Write out once more the lines running from the top of the entries below to the line with "assert!((viewer.progress().ratio() - 2.0", both ends included.
· · · ·
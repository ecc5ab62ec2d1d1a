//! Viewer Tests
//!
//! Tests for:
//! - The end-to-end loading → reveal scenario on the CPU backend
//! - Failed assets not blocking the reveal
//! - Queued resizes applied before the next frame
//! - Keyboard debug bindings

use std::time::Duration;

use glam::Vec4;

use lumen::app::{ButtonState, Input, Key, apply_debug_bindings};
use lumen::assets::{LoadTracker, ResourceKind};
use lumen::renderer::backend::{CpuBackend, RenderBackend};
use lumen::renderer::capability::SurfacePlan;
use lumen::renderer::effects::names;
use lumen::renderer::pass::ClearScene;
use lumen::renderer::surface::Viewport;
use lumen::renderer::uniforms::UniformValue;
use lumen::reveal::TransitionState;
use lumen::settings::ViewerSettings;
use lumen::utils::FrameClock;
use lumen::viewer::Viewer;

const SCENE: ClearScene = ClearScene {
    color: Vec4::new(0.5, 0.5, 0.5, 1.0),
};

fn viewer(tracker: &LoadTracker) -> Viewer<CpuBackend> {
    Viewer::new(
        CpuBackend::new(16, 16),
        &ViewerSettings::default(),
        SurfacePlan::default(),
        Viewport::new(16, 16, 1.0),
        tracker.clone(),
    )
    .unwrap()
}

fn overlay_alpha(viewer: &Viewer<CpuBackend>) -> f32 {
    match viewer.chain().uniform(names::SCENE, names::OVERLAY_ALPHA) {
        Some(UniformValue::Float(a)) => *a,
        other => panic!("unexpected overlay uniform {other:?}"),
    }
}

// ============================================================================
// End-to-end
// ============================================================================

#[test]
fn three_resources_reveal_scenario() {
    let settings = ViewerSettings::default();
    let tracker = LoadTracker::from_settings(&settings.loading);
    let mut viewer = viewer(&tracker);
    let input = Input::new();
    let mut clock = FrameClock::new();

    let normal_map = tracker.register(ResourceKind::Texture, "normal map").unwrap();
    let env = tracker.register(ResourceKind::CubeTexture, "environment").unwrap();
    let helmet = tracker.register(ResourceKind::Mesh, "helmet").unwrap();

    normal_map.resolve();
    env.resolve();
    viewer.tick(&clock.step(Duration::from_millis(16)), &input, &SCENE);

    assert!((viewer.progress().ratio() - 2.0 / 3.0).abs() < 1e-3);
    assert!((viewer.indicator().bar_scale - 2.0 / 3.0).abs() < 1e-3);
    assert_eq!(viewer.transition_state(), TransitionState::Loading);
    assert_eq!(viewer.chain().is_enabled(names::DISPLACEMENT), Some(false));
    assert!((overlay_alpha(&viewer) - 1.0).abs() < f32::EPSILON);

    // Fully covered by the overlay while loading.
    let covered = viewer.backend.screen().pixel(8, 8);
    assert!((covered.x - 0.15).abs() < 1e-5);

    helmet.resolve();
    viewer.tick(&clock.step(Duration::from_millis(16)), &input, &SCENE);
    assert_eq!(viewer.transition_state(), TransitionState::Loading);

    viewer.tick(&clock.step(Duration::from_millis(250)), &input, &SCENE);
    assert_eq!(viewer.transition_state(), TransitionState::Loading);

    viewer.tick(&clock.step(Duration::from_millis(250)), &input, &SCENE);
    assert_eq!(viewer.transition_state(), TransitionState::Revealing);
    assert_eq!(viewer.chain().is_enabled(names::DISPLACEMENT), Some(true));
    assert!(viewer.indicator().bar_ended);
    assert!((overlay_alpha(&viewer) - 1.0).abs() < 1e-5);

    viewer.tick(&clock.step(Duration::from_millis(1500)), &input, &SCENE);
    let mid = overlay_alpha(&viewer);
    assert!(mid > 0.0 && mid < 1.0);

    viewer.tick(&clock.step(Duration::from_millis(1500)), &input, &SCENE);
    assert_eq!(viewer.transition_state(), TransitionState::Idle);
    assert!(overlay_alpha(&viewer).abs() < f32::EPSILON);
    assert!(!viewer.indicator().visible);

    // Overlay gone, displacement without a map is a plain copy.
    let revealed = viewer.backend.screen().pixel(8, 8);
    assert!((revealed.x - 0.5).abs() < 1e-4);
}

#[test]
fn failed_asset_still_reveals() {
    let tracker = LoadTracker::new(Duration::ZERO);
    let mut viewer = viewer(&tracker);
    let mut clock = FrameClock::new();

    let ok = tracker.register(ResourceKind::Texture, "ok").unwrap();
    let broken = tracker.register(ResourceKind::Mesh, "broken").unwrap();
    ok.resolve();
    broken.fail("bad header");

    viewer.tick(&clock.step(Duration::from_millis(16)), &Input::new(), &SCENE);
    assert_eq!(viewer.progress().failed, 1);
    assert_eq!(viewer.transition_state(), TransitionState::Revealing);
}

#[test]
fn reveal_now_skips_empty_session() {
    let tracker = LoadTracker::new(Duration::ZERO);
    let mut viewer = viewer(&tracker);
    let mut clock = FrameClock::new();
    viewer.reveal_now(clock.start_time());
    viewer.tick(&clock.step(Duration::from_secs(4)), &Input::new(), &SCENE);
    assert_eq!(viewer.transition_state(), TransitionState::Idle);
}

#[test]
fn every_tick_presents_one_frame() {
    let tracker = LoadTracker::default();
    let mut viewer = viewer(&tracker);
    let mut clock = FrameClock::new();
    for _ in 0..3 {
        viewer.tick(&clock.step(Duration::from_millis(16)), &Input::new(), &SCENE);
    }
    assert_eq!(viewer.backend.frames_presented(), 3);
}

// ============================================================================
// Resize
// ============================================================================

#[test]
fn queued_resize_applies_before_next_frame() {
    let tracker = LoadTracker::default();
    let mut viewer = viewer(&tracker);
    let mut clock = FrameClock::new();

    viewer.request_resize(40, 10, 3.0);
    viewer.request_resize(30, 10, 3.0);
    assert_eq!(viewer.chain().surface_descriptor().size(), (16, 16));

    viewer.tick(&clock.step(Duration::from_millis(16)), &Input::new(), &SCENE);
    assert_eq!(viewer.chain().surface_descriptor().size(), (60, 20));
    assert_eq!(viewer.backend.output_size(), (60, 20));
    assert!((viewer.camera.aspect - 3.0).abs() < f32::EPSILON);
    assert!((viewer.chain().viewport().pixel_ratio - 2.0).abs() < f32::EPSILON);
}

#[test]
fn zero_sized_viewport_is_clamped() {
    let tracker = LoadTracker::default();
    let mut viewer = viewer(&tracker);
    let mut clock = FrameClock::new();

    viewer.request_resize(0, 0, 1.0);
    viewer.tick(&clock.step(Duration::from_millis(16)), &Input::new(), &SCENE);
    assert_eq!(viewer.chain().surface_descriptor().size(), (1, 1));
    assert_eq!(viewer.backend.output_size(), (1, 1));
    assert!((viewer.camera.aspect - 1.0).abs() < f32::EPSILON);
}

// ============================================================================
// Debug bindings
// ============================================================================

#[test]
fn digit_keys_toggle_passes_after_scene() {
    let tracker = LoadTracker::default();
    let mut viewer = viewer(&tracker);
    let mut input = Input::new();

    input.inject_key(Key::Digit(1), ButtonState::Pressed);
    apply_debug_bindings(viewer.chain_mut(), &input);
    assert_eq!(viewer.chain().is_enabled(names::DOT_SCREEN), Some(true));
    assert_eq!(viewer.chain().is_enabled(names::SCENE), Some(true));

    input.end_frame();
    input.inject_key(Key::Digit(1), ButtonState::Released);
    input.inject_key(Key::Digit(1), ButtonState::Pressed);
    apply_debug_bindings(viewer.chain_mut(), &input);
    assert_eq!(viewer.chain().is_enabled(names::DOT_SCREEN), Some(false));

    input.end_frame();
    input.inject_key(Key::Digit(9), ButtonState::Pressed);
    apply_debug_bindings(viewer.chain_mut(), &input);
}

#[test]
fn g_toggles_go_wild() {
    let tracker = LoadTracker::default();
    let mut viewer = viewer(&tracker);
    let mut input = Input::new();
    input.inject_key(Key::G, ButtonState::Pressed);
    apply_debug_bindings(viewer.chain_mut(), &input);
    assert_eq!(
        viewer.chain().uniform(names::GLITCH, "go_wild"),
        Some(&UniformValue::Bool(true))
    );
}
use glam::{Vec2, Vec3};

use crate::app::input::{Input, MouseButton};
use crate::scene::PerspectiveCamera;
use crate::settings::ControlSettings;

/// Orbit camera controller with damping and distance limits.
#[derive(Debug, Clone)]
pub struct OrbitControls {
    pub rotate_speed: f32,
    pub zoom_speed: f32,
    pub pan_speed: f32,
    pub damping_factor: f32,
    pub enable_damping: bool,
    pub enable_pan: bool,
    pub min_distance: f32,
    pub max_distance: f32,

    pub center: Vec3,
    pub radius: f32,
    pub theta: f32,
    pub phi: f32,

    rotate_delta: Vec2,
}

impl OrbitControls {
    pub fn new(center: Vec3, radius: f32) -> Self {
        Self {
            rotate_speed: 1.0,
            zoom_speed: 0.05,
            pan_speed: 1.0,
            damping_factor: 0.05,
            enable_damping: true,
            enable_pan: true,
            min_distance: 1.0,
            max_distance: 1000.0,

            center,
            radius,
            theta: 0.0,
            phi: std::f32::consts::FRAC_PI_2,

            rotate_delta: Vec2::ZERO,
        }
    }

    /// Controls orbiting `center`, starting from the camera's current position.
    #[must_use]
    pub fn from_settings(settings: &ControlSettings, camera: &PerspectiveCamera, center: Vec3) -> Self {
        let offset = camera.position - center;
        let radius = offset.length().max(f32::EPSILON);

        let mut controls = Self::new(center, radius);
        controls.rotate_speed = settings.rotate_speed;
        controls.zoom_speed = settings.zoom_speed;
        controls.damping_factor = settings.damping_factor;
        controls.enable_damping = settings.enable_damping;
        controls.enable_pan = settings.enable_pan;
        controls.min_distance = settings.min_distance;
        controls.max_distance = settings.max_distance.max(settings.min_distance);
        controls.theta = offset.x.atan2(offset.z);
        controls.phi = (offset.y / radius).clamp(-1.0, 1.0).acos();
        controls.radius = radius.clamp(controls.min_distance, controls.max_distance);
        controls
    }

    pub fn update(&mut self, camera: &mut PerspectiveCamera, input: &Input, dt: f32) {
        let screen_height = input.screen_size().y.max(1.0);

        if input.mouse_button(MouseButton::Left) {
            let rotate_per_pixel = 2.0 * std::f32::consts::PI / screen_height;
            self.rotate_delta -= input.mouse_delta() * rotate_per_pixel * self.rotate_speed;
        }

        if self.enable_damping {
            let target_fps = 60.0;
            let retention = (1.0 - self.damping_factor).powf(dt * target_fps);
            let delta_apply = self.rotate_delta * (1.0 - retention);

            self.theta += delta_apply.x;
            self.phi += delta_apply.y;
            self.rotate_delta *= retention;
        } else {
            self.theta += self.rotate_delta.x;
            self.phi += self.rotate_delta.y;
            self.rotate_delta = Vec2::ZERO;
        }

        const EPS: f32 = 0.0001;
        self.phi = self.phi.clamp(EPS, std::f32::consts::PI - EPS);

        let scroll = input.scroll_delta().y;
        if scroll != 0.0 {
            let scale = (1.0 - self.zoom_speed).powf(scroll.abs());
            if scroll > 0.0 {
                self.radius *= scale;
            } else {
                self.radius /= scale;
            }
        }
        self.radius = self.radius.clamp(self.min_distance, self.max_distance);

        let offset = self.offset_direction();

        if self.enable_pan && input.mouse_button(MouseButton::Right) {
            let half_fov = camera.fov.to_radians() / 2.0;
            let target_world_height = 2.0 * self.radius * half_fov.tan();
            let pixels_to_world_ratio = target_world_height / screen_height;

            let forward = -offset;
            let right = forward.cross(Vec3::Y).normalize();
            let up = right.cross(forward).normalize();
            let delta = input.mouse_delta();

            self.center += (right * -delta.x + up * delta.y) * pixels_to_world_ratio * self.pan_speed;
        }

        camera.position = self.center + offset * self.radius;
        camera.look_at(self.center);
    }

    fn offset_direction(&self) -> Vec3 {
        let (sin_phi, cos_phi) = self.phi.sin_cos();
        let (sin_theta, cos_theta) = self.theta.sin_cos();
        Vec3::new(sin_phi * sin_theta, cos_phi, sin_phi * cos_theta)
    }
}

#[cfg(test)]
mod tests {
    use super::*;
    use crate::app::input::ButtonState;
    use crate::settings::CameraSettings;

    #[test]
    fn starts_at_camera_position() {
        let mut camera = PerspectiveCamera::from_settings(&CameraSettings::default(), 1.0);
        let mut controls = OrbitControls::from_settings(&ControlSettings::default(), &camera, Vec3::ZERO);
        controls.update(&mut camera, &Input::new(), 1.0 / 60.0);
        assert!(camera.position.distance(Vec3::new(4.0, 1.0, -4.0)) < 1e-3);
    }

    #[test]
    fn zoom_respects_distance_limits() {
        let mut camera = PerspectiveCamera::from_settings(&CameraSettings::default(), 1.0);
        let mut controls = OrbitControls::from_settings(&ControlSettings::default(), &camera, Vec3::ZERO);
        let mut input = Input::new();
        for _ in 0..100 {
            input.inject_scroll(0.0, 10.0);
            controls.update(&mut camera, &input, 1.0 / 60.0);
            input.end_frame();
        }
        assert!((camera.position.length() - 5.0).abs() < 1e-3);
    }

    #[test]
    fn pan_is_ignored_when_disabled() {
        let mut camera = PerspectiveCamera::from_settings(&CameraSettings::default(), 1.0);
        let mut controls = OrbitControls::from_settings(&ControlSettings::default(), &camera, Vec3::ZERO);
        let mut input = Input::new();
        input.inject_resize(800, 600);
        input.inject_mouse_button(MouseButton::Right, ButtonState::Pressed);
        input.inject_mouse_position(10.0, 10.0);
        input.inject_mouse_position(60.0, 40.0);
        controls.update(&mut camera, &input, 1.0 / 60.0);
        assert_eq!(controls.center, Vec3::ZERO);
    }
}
· · · ·
— OUTPUT OF THE TASK —
repository ecc5ab62ec2d1d1a
//! Viewer Tests
//!
//! Tests for:
//! - The end-to-end loading → reveal scenario on the CPU backend
//! - Failed assets not blocking the reveal
//! - Queued resizes applied before the next frame
//! - Keyboard debug bindings

use std::time::Duration;

use glam::Vec4;

use lumen::app::{ButtonState, Input, Key, apply_debug_bindings};
use lumen::assets::{LoadTracker, ResourceKind};
use lumen::renderer::backend::{CpuBackend, RenderBackend};
use lumen::renderer::capability::SurfacePlan;
use lumen::renderer::effects::names;
use lumen::renderer::pass::ClearScene;
use lumen::renderer::surface::Viewport;
use lumen::renderer::uniforms::UniformValue;
use lumen::reveal::TransitionState;
use lumen::settings::ViewerSettings;
use lumen::utils::FrameClock;
use lumen::viewer::Viewer;

const SCENE: ClearScene = ClearScene {
    color: Vec4::new(0.5, 0.5, 0.5, 1.0),
};

fn viewer(tracker: &LoadTracker) -> Viewer<CpuBackend> {
    Viewer::new(
        CpuBackend::new(16, 16),
        &ViewerSettings::default(),
        SurfacePlan::default(),
        Viewport::new(16, 16, 1.0),
        tracker.clone(),
    )
    .unwrap()
}

fn overlay_alpha(viewer: &Viewer<CpuBackend>) -> f32 {
    match viewer.chain().uniform(names::SCENE, names::OVERLAY_ALPHA) {
        Some(UniformValue::Float(a)) => *a,
        other => panic!("unexpected overlay uniform {other:?}"),
    }
}

// ============================================================================
// End-to-end
// ============================================================================

#[test]
fn three_resources_reveal_scenario() {
    let settings = ViewerSettings::default();
    let tracker = LoadTracker::from_settings(&settings.loading);
    let mut viewer = viewer(&tracker);
    let input = Input::new();
    let mut clock = FrameClock::new();

    let normal_map = tracker.register(ResourceKind::Texture, "normal map").unwrap();
    let env = tracker.register(ResourceKind::CubeTexture, "environment").unwrap();
    let helmet = tracker.register(ResourceKind::Mesh, "helmet").unwrap();

    normal_map.resolve();
    env.resolve();
    viewer.tick(&clock.step(Duration::from_millis(16)), &input, &SCENE);

    assert!((viewer.progress().ratio() - 2.0 / 3.0).abs() < 1e-3);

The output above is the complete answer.